Thank You For Your Service (2017)

Thank You For Your Service

The Hurt Locker ends with one of the most concise and memorable looks at a soldier’s homecoming, and those final moments overlap it with this chapter of Cherry. But if you want a whole movie focused on veterans specifically of the Iraq War, then Thank You For Your Service is a strong, underseen feature also based on a memoir and dealing with similar experiences with PTSD as those shown in the Russos’ movie, albeit a little less stereotypically. You’ve got the drug abuse and the punching of walls and other items on the checklist, but it’s given the time to be powerful rather than cliched in its portrayals of familiar tropes as it follows multiple soldiers, led by Miles Teller, in their distinct post-war narratives.

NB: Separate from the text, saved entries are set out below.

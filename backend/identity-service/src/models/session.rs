use chrono::{DateTime, Utc};
use serde::{Deserialize, Serialize};
use sqlx::FromRow;
use uuid::Uuid;

/// Persisted refresh-token session. Only the SHA-256 digest of the token is stored.
#[derive(Debug, Clone, Serialize, Deserialize, FromRow)]
pub struct RefreshSession {
    pub id: Uuid,
    pub account_id: Uuid,
    pub token_hash: String,
    pub expires_at: DateTime<Utc>,
    pub is_revoked: bool,
    pub revoked_at: Option<DateTime<Utc>>,
    pub created_at: DateTime<Utc>,
}

impl RefreshSession {
    /// Not revoked and not yet expired
    pub fn is_live(&self, now: DateTime<Utc>) -> bool {
        !self.is_revoked && self.expires_at > now
    }
}

/// Session to be inserted by `SessionStore::rotate`
#[derive(Debug, Clone)]
pub struct NewSession {
    pub account_id: Uuid,
    pub token_hash: String,
    pub expires_at: DateTime<Utc>,
}
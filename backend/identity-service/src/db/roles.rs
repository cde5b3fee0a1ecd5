/// Role lookups. Roles are seeded by migration and read-only here.
use async_trait::async_trait;
use sqlx::PgPool;
use uuid::Uuid;

use super::RoleStore;
use crate::error::{IdentityError, Result};
use crate::models::Role;

#[derive(Clone)]
pub struct PgRoleStore {
    pool: PgPool,
}

impl PgRoleStore {
    pub fn new(pool: PgPool) -> Self {
        Self { pool }
    }
}

#[async_trait]
impl RoleStore for PgRoleStore {
    async fn find_by_id(&self, id: Uuid) -> Result<Option<Role>> {
        let role = sqlx::query_as::<_, Role>(
            r#"
            SELECT id, name, description, level, created_at, updated_at
            FROM roles
            WHERE id = $1
            "#,
        )
        .bind(id)
        .fetch_optional(&self.pool)
        .await
        .map_err(|e| IdentityError::Database(e.to_string()))?;

        Ok(role)
    }

    async fn list(&self) -> Result<Vec<Role>> {
        let roles = sqlx::query_as::<_, Role>(
            r#"
            SELECT id, name, description, level, created_at, updated_at
            FROM roles
            ORDER BY level ASC
            "#,
        )
        .fetch_all(&self.pool)
        .await
        .map_err(|e| IdentityError::Database(e.to_string()))?;

        Ok(roles)
    }
}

More suggestions: The Deer Hunter (1977) is heavily acknowledged as the movie about the post-war experience, though The Best Years of Our Lives (1946) is the actual best movie of all time about soldiers coming home from war; Born on the Fourth of July (1989) is also a worthy watch; But when it comes to 21st-century conflicts, The Ground Truth (2006), a documentary about the difficulty of today’s soldiers returning from war and why things are different now, is a must.

Part Five: Dope

Trainspotting (1996)


The fifth chapter of Cherry is the hardest to pick one movie for since it’s almost like two chapters in one. First, you’ve got the characters descending deep into addiction, and second, you’ve got the main character regularly robbing banks to feed that addiction. I settled on Trainspotting because it’s another heavily stylized film and therefore probably one that had more of an impact on the Russo brothers. Their surreal flourishes fit with Danny Boyle’s directorial breakout, which follows a group of Scottish heroin addicts (including one played by Ewan McGregor in his own breakout role) who ultimately turn to criminal endeavors. Still, pay particular attention to the mix of titles in the suggested viewing section below for a greater sense of this section of Cherry‘s DNA.

More suggestions: Gus Van Sant’s Drugstore Cowboy (1989), which is also based on an autobiographical novel written by the author while in prison and is also about addicts who turn to robbery, though their acts are against pharmacies for direct theft of opioids rather than money to buy drugs; Darren Aronofsky’s Requiem for a Dream (2000), which is another highly stylized film about heroin and prescription drug addicts; Sidney Lumet’s Dog Day Afternoon (1975), which depicts a single bank robbery gone wrong that, like two of Cherry‘s, involve a crew member on the job chickening out and fleeing at the start of the crime; and Quentin Tarantino’s Reservoir Dogs (1992), which fulfills the need for a Tarantino on this list while also being about a dysfunctional bank robbery after which one character is similarly laying in the back of a getaway car bleeding from a gunshot wound.

Part Six: Epilogue

The King of Comedy (1982)

King Of Comedy movies like Cherry

Cherry shows the Russo brothers to be heavily influenced by Martin Scorsese movies, but the one that’s most obviously akin to what they’re doing with this adaptation is Goodfellas, especially given the heavy use of voiceover. Others have claimed The Wolf of Wall Street as a blood relative. But for the purposes of recommending a movie tied to Cherry‘s epilogue chapter, The King of Comedy came to mind as another option for a Scorsese pairing. While very little of the movies’ main content links together, the endings of each have their protagonist going to prison, where they write their life story (Cherry‘s memoir writing is somewhat implied, to anyone who knows about its source material, in a single shot), and that story is even expected to be adapted into a film. The epilogue in The King of Comedy, however, is clearly a dream for the character Rupert Pupkin, while the one in Cherry is a dream come true for the real main character, Nico Walker.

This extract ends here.